**REQUIRED WORK:** Across the records that follow, give the number of lines containing the word "ledgers" and nothing else.

**DATA FOR THE TASK:**
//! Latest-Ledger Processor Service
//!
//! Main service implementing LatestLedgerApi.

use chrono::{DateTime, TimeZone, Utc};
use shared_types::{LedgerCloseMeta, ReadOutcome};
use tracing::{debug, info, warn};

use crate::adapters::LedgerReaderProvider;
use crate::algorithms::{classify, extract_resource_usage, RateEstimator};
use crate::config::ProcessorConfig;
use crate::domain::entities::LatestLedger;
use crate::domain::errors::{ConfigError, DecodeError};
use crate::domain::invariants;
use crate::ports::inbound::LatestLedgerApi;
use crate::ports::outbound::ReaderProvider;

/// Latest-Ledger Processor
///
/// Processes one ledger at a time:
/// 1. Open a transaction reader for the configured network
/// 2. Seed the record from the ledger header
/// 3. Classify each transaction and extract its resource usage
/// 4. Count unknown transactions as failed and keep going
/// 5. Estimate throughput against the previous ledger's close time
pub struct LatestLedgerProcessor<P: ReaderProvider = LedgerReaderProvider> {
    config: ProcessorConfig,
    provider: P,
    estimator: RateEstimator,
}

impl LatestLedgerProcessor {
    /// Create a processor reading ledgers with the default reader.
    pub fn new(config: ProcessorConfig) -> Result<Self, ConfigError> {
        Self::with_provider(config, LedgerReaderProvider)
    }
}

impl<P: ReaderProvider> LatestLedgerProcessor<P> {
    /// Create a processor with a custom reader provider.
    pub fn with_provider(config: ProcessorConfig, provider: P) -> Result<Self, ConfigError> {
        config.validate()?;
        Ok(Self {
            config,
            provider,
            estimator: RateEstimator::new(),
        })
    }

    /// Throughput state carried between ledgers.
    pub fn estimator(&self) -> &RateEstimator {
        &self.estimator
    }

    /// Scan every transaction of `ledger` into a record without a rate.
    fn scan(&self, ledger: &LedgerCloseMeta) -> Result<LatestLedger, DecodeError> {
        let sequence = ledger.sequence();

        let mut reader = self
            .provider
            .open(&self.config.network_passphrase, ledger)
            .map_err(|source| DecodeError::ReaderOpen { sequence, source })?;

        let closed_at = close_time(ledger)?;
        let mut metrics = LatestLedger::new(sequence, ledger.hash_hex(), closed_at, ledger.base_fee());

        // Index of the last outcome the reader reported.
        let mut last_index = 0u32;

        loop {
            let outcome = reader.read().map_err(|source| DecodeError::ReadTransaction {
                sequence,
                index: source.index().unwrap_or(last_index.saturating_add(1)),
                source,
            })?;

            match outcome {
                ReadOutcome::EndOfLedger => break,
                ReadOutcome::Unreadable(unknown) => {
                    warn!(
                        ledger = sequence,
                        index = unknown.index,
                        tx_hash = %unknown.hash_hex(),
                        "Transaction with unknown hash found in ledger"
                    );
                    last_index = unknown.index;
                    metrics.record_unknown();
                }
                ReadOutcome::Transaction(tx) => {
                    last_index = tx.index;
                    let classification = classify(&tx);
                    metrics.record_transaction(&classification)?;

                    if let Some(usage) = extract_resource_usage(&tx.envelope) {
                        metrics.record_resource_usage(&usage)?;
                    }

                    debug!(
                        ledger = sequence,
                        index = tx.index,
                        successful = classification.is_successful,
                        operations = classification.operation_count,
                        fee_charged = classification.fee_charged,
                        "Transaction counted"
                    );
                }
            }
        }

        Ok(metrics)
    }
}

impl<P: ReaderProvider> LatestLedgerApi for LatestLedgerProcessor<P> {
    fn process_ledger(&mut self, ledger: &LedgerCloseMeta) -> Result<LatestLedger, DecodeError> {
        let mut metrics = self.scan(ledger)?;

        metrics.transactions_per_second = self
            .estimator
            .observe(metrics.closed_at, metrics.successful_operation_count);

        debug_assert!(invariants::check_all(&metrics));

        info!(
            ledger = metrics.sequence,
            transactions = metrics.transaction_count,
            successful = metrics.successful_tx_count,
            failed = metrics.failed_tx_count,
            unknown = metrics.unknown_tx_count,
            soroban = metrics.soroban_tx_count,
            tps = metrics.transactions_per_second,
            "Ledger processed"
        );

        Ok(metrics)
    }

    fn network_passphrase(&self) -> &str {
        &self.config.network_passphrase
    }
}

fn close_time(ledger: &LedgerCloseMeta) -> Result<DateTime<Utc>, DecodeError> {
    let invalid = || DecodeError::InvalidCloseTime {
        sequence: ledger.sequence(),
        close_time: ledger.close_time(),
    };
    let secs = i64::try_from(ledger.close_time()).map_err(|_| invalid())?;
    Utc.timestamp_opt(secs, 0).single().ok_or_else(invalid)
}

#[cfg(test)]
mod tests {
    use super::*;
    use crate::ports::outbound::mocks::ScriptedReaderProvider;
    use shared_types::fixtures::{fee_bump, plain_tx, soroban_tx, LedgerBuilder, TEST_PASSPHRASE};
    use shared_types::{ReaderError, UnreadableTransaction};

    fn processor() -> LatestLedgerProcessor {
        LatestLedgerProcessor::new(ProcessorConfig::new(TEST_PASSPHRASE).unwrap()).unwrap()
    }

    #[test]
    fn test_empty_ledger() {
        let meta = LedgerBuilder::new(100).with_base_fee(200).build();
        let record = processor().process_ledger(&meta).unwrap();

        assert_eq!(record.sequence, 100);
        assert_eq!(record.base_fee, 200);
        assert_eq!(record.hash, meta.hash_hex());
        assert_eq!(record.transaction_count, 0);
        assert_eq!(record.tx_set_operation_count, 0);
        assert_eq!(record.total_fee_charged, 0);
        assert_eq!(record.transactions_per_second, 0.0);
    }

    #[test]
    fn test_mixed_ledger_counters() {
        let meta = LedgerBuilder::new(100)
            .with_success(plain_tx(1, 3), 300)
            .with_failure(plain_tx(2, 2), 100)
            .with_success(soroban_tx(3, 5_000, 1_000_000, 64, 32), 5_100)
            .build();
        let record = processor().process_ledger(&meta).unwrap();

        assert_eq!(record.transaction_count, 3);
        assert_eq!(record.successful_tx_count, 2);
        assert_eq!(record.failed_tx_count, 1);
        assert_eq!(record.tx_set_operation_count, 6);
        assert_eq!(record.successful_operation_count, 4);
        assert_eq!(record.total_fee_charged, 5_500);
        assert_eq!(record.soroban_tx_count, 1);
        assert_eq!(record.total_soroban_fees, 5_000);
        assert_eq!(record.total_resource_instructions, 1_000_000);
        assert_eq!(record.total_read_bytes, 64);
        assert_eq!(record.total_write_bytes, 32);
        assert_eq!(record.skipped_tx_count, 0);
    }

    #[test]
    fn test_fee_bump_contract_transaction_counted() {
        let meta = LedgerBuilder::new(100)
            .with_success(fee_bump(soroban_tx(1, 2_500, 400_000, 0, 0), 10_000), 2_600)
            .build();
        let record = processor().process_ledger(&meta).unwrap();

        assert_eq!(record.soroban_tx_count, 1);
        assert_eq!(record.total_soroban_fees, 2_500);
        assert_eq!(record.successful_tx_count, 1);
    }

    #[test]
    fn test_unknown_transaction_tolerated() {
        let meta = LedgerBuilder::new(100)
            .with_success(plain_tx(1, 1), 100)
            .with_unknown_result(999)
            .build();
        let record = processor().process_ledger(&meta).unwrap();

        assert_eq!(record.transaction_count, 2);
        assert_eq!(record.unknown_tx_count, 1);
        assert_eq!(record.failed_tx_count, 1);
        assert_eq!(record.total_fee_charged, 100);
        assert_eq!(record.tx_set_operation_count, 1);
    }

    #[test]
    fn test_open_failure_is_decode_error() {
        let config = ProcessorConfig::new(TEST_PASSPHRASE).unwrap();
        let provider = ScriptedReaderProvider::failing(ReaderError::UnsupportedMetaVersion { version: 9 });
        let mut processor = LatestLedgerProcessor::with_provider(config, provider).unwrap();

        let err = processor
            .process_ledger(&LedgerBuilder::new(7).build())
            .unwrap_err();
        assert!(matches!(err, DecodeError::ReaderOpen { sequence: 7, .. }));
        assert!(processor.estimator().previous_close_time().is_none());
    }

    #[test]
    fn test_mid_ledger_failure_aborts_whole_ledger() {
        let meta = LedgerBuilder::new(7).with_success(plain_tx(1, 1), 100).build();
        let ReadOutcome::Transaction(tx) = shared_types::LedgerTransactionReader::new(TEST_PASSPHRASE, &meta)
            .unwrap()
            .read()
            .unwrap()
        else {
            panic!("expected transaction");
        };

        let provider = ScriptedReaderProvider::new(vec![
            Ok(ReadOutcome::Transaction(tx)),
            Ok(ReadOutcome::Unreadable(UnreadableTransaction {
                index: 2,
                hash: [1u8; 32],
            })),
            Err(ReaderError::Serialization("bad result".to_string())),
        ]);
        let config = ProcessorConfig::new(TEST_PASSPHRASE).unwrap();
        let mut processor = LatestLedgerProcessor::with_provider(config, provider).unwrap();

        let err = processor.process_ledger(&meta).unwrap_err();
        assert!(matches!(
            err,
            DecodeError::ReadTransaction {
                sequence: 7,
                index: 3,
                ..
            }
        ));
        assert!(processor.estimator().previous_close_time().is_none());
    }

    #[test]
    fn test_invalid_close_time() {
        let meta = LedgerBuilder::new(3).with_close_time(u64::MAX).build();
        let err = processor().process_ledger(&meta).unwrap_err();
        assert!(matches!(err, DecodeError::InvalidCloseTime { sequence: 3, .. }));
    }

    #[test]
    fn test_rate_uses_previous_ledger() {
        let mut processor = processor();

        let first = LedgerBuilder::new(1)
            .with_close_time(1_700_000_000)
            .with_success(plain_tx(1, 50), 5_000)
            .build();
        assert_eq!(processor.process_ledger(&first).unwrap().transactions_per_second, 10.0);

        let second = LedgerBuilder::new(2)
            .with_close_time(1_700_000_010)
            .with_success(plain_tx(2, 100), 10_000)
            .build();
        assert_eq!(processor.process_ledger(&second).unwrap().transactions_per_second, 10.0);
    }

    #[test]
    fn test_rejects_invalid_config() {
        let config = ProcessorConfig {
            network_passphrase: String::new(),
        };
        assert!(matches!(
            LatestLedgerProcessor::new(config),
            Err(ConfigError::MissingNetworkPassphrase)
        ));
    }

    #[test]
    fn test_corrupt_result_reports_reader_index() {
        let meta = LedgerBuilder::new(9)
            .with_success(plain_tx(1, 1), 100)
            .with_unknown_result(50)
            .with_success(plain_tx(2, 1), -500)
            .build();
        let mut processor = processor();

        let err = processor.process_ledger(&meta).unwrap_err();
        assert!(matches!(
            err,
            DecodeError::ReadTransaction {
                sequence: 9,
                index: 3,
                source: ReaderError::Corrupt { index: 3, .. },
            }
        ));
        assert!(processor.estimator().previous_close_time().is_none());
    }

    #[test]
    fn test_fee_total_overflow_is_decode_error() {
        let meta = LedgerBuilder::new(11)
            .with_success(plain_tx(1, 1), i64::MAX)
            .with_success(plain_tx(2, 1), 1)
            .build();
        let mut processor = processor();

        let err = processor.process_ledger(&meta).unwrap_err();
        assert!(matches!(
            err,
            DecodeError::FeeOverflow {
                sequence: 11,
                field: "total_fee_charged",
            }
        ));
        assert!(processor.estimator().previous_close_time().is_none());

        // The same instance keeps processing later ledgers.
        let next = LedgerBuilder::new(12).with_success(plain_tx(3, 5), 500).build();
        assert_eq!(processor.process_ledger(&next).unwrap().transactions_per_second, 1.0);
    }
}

==

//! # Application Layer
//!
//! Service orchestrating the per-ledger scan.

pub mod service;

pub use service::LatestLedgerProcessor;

==

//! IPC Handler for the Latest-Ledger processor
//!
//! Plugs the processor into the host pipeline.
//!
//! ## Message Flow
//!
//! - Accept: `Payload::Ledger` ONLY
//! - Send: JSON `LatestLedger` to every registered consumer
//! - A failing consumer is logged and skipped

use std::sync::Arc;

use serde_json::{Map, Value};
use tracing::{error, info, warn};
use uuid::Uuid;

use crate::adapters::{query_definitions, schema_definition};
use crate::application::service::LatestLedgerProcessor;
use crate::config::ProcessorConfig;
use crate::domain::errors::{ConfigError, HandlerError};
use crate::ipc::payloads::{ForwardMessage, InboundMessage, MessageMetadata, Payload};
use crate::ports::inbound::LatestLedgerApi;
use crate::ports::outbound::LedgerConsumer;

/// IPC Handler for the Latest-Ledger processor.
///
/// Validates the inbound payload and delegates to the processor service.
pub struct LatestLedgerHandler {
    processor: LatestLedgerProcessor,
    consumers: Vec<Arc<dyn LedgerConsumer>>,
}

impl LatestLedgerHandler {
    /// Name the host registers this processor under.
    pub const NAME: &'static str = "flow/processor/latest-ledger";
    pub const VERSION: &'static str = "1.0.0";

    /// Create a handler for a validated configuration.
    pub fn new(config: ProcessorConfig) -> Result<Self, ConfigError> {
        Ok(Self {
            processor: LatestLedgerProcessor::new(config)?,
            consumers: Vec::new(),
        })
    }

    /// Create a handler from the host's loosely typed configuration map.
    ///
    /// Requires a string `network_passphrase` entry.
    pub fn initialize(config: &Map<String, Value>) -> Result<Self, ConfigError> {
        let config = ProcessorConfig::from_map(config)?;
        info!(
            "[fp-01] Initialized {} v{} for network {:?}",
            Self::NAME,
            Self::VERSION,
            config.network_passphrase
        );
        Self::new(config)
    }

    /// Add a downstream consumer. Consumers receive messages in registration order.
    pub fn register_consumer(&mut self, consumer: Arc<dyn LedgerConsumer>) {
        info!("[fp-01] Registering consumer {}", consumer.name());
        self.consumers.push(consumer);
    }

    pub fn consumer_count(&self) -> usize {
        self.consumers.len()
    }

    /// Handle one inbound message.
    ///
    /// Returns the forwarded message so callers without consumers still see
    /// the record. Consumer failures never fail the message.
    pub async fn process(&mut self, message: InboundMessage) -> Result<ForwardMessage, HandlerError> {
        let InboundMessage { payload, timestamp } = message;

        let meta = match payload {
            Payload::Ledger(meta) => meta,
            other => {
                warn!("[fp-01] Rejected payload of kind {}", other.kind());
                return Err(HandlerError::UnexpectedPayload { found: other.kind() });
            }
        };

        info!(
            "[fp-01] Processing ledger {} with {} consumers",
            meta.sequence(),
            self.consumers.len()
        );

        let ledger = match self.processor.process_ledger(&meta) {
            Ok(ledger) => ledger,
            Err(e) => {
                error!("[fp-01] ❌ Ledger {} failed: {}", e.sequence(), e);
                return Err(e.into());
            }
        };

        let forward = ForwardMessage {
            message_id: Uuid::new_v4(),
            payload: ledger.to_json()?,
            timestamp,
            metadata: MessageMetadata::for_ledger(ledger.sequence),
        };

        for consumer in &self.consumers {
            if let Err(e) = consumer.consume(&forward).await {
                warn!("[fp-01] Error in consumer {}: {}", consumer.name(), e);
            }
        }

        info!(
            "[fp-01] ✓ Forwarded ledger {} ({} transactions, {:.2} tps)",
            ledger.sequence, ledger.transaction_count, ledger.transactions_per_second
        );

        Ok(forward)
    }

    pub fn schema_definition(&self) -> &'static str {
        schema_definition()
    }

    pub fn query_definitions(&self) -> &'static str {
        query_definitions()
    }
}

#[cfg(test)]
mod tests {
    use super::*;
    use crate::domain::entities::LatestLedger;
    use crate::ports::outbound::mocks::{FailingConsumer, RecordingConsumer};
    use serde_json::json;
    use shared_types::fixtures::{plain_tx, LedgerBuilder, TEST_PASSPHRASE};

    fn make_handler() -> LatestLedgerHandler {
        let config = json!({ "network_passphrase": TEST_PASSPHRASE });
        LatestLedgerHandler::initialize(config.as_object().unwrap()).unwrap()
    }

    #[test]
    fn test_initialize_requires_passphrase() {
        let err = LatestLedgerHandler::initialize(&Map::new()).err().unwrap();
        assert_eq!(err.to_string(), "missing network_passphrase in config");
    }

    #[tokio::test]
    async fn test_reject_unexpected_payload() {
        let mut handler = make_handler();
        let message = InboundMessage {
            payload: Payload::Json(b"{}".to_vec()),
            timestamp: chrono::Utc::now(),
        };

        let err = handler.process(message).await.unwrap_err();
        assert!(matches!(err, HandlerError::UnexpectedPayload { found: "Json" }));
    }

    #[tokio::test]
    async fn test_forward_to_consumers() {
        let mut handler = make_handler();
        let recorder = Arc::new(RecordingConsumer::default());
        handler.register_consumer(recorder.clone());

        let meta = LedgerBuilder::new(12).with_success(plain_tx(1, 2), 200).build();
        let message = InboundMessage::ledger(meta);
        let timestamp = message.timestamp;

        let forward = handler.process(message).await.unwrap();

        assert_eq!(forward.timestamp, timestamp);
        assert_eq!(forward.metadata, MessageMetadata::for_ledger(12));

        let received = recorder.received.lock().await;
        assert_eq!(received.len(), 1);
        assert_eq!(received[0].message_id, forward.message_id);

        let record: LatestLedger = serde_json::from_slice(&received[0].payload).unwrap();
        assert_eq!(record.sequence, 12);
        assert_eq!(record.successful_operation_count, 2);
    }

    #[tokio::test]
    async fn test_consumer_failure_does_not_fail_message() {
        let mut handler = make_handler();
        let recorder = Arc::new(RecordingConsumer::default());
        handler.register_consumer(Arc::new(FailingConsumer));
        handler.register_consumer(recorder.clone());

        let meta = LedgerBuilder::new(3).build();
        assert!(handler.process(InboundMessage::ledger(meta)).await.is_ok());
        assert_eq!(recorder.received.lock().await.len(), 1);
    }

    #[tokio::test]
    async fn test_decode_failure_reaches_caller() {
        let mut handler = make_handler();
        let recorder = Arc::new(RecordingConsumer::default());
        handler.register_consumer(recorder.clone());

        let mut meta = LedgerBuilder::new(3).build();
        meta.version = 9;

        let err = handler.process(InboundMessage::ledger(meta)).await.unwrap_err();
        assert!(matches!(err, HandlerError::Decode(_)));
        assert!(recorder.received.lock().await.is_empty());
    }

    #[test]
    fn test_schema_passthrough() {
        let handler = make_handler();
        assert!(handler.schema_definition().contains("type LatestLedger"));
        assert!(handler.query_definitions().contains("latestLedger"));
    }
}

**SOLUTION FOR THIS TASK:** 3